### ASSIGNMENT:
Each entry below is to be copied verbatim, with no line missing.

*** Block opens ***

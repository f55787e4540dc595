//! Maps keys, swipes and on-screen buttons onto a single pending heading.

use macroquad::prelude::{KeyCode, Vec2};

use crate::board::Direction;

/// Swipes at or under this many pixels on their dominant axis are taps.
pub const SWIPE_THRESHOLD: f32 = 20.0;

#[derive(Copy, Clone, Debug, PartialEq, Eq)]
pub enum Intent {
    Turn(Direction),
    TogglePause,
}

pub fn intent_for_key(key: KeyCode) -> Option<Intent> {
    let intent = match key {
        KeyCode::Up | KeyCode::W => Intent::Turn(Direction::Up),
        KeyCode::Down | KeyCode::S => Intent::Turn(Direction::Down),
        KeyCode::Left | KeyCode::A => Intent::Turn(Direction::Left),
        KeyCode::Right | KeyCode::D => Intent::Turn(Direction::Right),
        KeyCode::Space => Intent::TogglePause,
        _ => return None,
    };
    Some(intent)
}

/// Heading for a finger displacement. Ties go to the vertical axis.
pub fn swipe_direction(delta: Vec2) -> Option<Direction> {
    if delta.x.abs() > delta.y.abs() {
        if delta.x > SWIPE_THRESHOLD {
            Some(Direction::Right)
        } else if delta.x < -SWIPE_THRESHOLD {
            Some(Direction::Left)
        } else {
            None
        }
    } else if delta.y > SWIPE_THRESHOLD {
        Some(Direction::Down)
    } else if delta.y < -SWIPE_THRESHOLD {
        Some(Direction::Up)
    } else {
        None
    }
}

/// Single-slot mailbox for the heading the player asked for last.
///
/// The slot is overwritten by every recognised input and is read but never
/// cleared by the engine, so at most one unconsumed turn exists at a time.
/// Reversal checks belong to the engine, not here.
#[derive(Debug, Clone)]
pub struct InputMapper {
    pending: Direction,
    touch_origin: Option<Vec2>,
}

impl Default for InputMapper {
    fn default() -> Self {
        Self::new()
    }
}

impl InputMapper {
    pub fn new() -> Self {
        Self { pending: Direction::Right, touch_origin: None }
    }

    pub fn pending(&self) -> Direction {
        self.pending
    }

    pub fn reset(&mut self) {
        self.pending = Direction::Right;
        self.touch_origin = None;
    }

    pub fn turn(&mut self, dir: Direction) {
        self.pending = dir;
    }

    /// Applies turn keys directly. Pause requests are handed back to the
    /// caller because they touch the game phase, not the heading.
    pub fn key_down(&mut self, key: KeyCode) -> Option<Intent> {
        match intent_for_key(key)? {
            Intent::Turn(dir) => {
                self.turn(dir);
                None
            }
            Intent::TogglePause => Some(Intent::TogglePause),
        }
    }

    pub fn touch_start(&mut self, pos: Vec2) {
        self.touch_origin = Some(pos);
    }

    /// Finishes a swipe. Returns the heading it produced, if any.
    pub fn touch_end(&mut self, pos: Vec2) -> Option<Direction> {
        let origin = self.touch_origin.take()?;
        let dir = swipe_direction(pos - origin)?;
        self.turn(dir);
        Some(dir)
    }

    pub fn cancel_touch(&mut self) {
        self.touch_origin = None;
    }

    /// Activation of an on-screen button labelled with a heading.
    pub fn press_button(&mut self, label: &str) -> bool {
        match Direction::from_label(label) {
            Some(dir) => {
                self.turn(dir);
                true
            }
            None => false,
        }
    }
}

#[cfg(test)]
mod tests {
    use super::*;
    use macroquad::prelude::vec2;

    #[test]
    fn arrows_and_wasd_turn() {
        let mut input = InputMapper::new();
        assert_eq!(input.key_down(KeyCode::W), None);
        assert_eq!(input.pending(), Direction::Up);
        input.key_down(KeyCode::Left);
        assert_eq!(input.pending(), Direction::Left);
        input.key_down(KeyCode::S);
        assert_eq!(input.pending(), Direction::Down);
        input.key_down(KeyCode::D);
        assert_eq!(input.pending(), Direction::Right);
    }

    #[test]
    fn space_is_handed_back_and_keeps_heading() {
        let mut input = InputMapper::new();
        input.key_down(KeyCode::Up);
        assert_eq!(input.key_down(KeyCode::Space), Some(Intent::TogglePause));
        assert_eq!(input.pending(), Direction::Up);
    }

    #[test]
    fn unrelated_keys_ignored() {
        let mut input = InputMapper::new();
        assert_eq!(input.key_down(KeyCode::Q), None);
        assert_eq!(input.pending(), Direction::Right);
    }

    #[test]
    fn reversal_is_not_filtered_here() {
        let mut input = InputMapper::new();
        input.key_down(KeyCode::Left);
        assert_eq!(input.pending(), Direction::Left);
    }

    #[test]
    fn last_write_wins() {
        let mut input = InputMapper::new();
        input.key_down(KeyCode::Up);
        input.press_button("down");
        input.key_down(KeyCode::A);
        assert_eq!(input.pending(), Direction::Left);
    }

    #[test]
    fn swipe_picks_dominant_axis() {
        assert_eq!(swipe_direction(vec2(50.0, 30.0)), Some(Direction::Right));
        assert_eq!(swipe_direction(vec2(-50.0, 30.0)), Some(Direction::Left));
        assert_eq!(swipe_direction(vec2(10.0, -40.0)), Some(Direction::Up));
        assert_eq!(swipe_direction(vec2(10.0, 40.0)), Some(Direction::Down));
    }

    #[test]
    fn diagonal_swipe_goes_vertical() {
        assert_eq!(swipe_direction(vec2(40.0, 40.0)), Some(Direction::Down));
        assert_eq!(swipe_direction(vec2(40.0, -40.0)), Some(Direction::Up));
        assert_eq!(swipe_direction(vec2(-40.0, 40.0)), Some(Direction::Down));
    }

    #[test]
    fn short_swipes_are_taps() {
        assert_eq!(swipe_direction(vec2(20.0, 0.0)), None);
        assert_eq!(swipe_direction(vec2(0.0, -20.0)), None);
        assert_eq!(swipe_direction(vec2(5.0, 3.0)), None);
    }

    #[test]
    fn touch_end_without_start_does_nothing() {
        let mut input = InputMapper::new();
        assert_eq!(input.touch_end(vec2(300.0, 0.0)), None);

        input.touch_start(vec2(100.0, 100.0));
        assert_eq!(input.touch_end(vec2(100.0, 20.0)), Some(Direction::Up));
        assert_eq!(input.pending(), Direction::Up);
        assert_eq!(input.touch_end(vec2(100.0, 300.0)), None);
    }

    #[test]
    fn unknown_button_labels_ignored() {
        let mut input = InputMapper::new();
        assert!(!input.press_button("jump"));
        assert!(input.press_button("up"));
        assert_eq!(input.pending(), Direction::Up);
    }
}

*** Block closes ***

### SOLUTION TO THIS EXERCISE:
repository f55787e4540dc595
//! Maps keys, swipes and on-screen buttons onto a single pending heading.

use macroquad::prelude::{KeyCode, Vec2};

use crate::board::Direction;

/// Swipes at or under this many pixels on their dominant axis are taps.
pub const SWIPE_THRESHOLD: f32 = 20.0;

#[derive(Copy, Clone, Debug, PartialEq, Eq)]
pub enum Intent {
    Turn(Direction),
    TogglePause,
}

pub fn intent_for_key(key: KeyCode) -> Option<Intent> {
    let intent = match key {
        KeyCode::Up | KeyCode::W => Intent::Turn(Direction::Up),
        KeyCode::Down | KeyCode::S => Intent::Turn(Direction::Down),
        KeyCode::Left | KeyCode::A => Intent::Turn(Direction::Left),
        KeyCode::Right | KeyCode::D => Intent::Turn(Direction::Right),
        KeyCode::Space => Intent::TogglePause,
        _ => return None,
    };
    Some(intent)
}

/// Heading for a finger displacement. Ties go to the vertical axis.
pub fn swipe_direction(delta: Vec2) -> Option<Direction> {
    if delta.x.abs() > delta.y.abs() {
        if delta.x > SWIPE_THRESHOLD {
            Some(Direction::Right)
        } else if delta.x < -SWIPE_THRESHOLD {
            Some(Direction::Left)
        } else {
            None
        }
    } else if delta.y > SWIPE_THRESHOLD {
        Some(Direction::Down)
    } else if delta.y < -SWIPE_THRESHOLD {
        Some(Direction::Up)
    } else {
        None
    }
}

/// Single-slot mailbox for the heading the player asked for last.
///
/// The slot is overwritten by every recognised input and is read but never
/// cleared by the engine, so at most one unconsumed turn exists at a time.
/// Reversal checks belong to the engine, not here.
#[derive(Debug, Clone)]
pub struct InputMapper {
    pending: Direction,
    touch_origin: Option<Vec2>,
}

impl Default for InputMapper {
    fn default() -> Self {
        Self::new()
    }
}

impl InputMapper {
    pub fn new() -> Self {
        Self { pending: Direction::Right, touch_origin: None }
    }

    pub fn pending(&self) -> Direction {
        self.pending
    }

    pub fn reset(&mut self) {
        self.pending = Direction::Right;
        self.touch_origin = None;
    }

    pub fn turn(&mut self, dir: Direction) {
        self.pending = dir;
    }

    /// Applies turn keys directly. Pause requests are handed back to the
    /// caller because they touch the game phase, not the heading.
    pub fn key_down(&mut self, key: KeyCode) -> Option<Intent> {
        match intent_for_key(key)? {
            Intent::Turn(dir) => {
                self.turn(dir);
                None
            }
            Intent::TogglePause => Some(Intent::TogglePause),
        }
    }

    pub fn touch_start(&mut self, pos: Vec2) {
        self.touch_origin = Some(pos);
    }

    /// Finishes a swipe. Returns the heading it produced, if any.
    pub fn touch_end(&mut self, pos: Vec2) -> Option<Direction> {
        let origin = self.touch_origin.take()?;
        let dir = swipe_direction(pos - origin)?;
        self.turn(dir);
        Some(dir)
    }

    pub fn cancel_touch(&mut self) {
        self.touch_origin = None;
    }

    /// Activation of an on-screen button labelled with a heading.
    pub fn press_button(&mut self, label: &str) -> bool {
        match Direction::from_label(label) {
            Some(dir) => {
                self.turn(dir);
                true
            }
            None => false,
        }
    }
}

#[cfg(test)]
mod tests {
    use super::*;
    use macroquad::prelude::vec2;

    #[test]
    fn arrows_and_wasd_turn() {
        let mut input = InputMapper::new();
        assert_eq!(input.key_down(KeyCode::W), None);
        assert_eq!(input.pending(), Direction::Up);
        input.key_down(KeyCode::Left);
        assert_eq!(input.pending(), Direction::Left);
        input.key_down(KeyCode::S);
        assert_eq!(input.pending(), Direction::Down);
        input.key_down(KeyCode::D);
        assert_eq!(input.pending(), Direction::Right);
    }

    #[test]
    fn space_is_handed_back_and_keeps_heading() {
        let mut input = InputMapper::new();
        input.key_down(KeyCode::Up);
        assert_eq!(input.key_down(KeyCode::Space), Some(Intent::TogglePause));
        assert_eq!(input.pending(), Direction::Up);
    }

    #[test]
    fn unrelated_keys_ignored() {
        let mut input = InputMapper::new();
        assert_eq!(input.key_down(KeyCode::Q), None);
        assert_eq!(input.pending(), Direction::Right);
    }

    #[test]
    fn reversal_is_not_filtered_here() {
        let mut input = InputMapper::new();
        input.key_down(KeyCode::Left);
        assert_eq!(input.pending(), Direction::Left);
    }

    #[test]
    fn last_write_wins() {
        let mut input = InputMapper::new();
        input.key_down(KeyCode::Up);
        input.press_button("down");
        input.key_down(KeyCode::A);
        assert_eq!(input.pending(), Direction::Left);
    }

    #[test]
    fn swipe_picks_dominant_axis() {
        assert_eq!(swipe_direction(vec2(50.0, 30.0)), Some(Direction::Right));
        assert_eq!(swipe_direction(vec2(-50.0, 30.0)), Some(Direction::Left));
        assert_eq!(swipe_direction(vec2(10.0, -40.0)), Some(Direction::Up));
        assert_eq!(swipe_direction(vec2(10.0, 40.0)), Some(Direction::Down));
    }

    #[test]
    fn diagonal_swipe_goes_vertical() {
        assert_eq!(swipe_direction(vec2(40.0, 40.0)), Some(Direction::Down));
        assert_eq!(swipe_direction(vec2(40.0, -40.0)), Some(Direction::Up));
        assert_eq!(swipe_direction(vec2(-40.0, 40.0)), Some(Direction::Down));
    }

    #[test]
    fn short_swipes_are_taps() {
        assert_eq!(swipe_direction(vec2(20.0, 0.0)), None);
        assert_eq!(swipe_direction(vec2(0.0, -20.0)), None);
        assert_eq!(swipe_direction(vec2(5.0, 3.0)), None);
    }

    #[test]
    fn touch_end_without_start_does_nothing() {
        let mut input = InputMapper::new();
        assert_eq!(input.touch_end(vec2(300.0, 0.0)), None);

        input.touch_start(vec2(100.0, 100.0));
        assert_eq!(input.touch_end(vec2(100.0, 20.0)), Some(Direction::Up));
        assert_eq!(input.pending(), Direction::Up);
        assert_eq!(input.touch_end(vec2(100.0, 300.0)), None);
    }

    #[test]
    fn unknown_button_labels_ignored() {
        let mut input = InputMapper::new();
        assert!(!input.press_button("jump"));
        assert!(input.press_button("up"));
        assert_eq!(input.pending(), Direction::Up);
    }
}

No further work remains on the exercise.